=== TASK OBJECTIVE ===
Output consists of the line that contains "let idx = cumulative.partition_point(|&c|" plus every later line of the material below, each one duplicated exactly.

--

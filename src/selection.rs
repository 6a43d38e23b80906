//! Fitness-proportionate (roulette wheel) selection.
//!
//! Fitness values are treated as unnormalized selection weights: higher
//! fitness means a proportionally higher chance of being drawn as a parent.
//! Draws are independent and with replacement.
//!
//! # References
//!
//! - Goldberg (1989), *Genetic Algorithms in Search, Optimization, and
//!   Machine Learning*, ch. 1
//! - Blickle & Thiele (1996), "A Comparison of Selection Schemes used in
//!   Evolutionary Algorithms"

use crate::error::{GaError, Result};
use rand::Rng;

/// Validates `fitness` as a selection weight vector for `expected`
/// individuals and returns its sum.
///
/// # Errors
/// - [`GaError::FitnessLength`] if the lengths differ
/// - [`GaError::InvalidFitness`] for a negative, NaN, or infinite entry
/// - [`GaError::ZeroFitnessSum`] if all weights are zero
/// - [`GaError::FitnessOverflow`] if the finite weights sum to infinity
pub fn check_fitness(fitness: &[f64], expected: usize) -> Result<f64> {
    if fitness.len() != expected {
        return Err(GaError::FitnessLength {
            expected,
            actual: fitness.len(),
        });
    }
    for (index, &value) in fitness.iter().enumerate() {
        if !value.is_finite() || value < 0.0 {
            return Err(GaError::InvalidFitness { index, value });
        }
    }
    let total: f64 = fitness.iter().sum();
    if total.is_infinite() {
        return Err(GaError::FitnessOverflow);
    }
    if total <= 0.0 {
        return Err(GaError::ZeroFitnessSum);
    }
    Ok(total)
}

/// Normalizes `fitness` into selection probabilities summing to one.
///
/// ```
/// use u_bitga::selection::selection_probabilities;
///
/// let p = selection_probabilities(&[1.0, 4.0, 2.0, 3.0]).unwrap();
/// assert!((p[1] - 0.4).abs() < 1e-12);
/// ```
pub fn selection_probabilities(fitness: &[f64]) -> Result<Vec<f64>> {
    let total = check_fitness(fitness, fitness.len())?;
    Ok(fitness.iter().map(|&f| f / total).collect())
}

/// Draws `count` indices into `fitness` independently, with replacement,
/// each with probability `fitness[i] / sum(fitness)`.
///
/// Individuals with zero fitness are never drawn.
///
/// # Complexity
/// O(n) to build the cumulative distribution, O(log n) per draw.
pub fn roulette_indices<R: Rng>(fitness: &[f64], count: usize, rng: &mut R) -> Result<Vec<usize>> {
    check_fitness(fitness, fitness.len())?;

    let cumulative: Vec<f64> = fitness
        .iter()
        .scan(0.0, |acc, &w| {
            *acc += w;
            Some(*acc)
        })
        .collect();
    let total = cumulative[cumulative.len() - 1];

    // Rounding can leave the threshold at or past the last boundary.
    let fallback = fitness
        .iter()
        .rposition(|&w| w > 0.0)
        .unwrap_or(fitness.len() - 1);

    let indices = (0..count)
        .map(|_| {
            let threshold = rng.random_range(0.0..total);
            let idx = cumulative.partition_point(|&c| c <= threshold);
            if idx < fitness.len() {
                idx
            } else {
                fallback
            }
        })
        .collect();
    Ok(indices)
}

--

=== ANSWER ===
            let idx = cumulative.partition_point(|&c| c <= threshold);
            if idx < fitness.len() {
                idx
            } else {
                fallback
            }
        })
        .collect();
    Ok(indices)
}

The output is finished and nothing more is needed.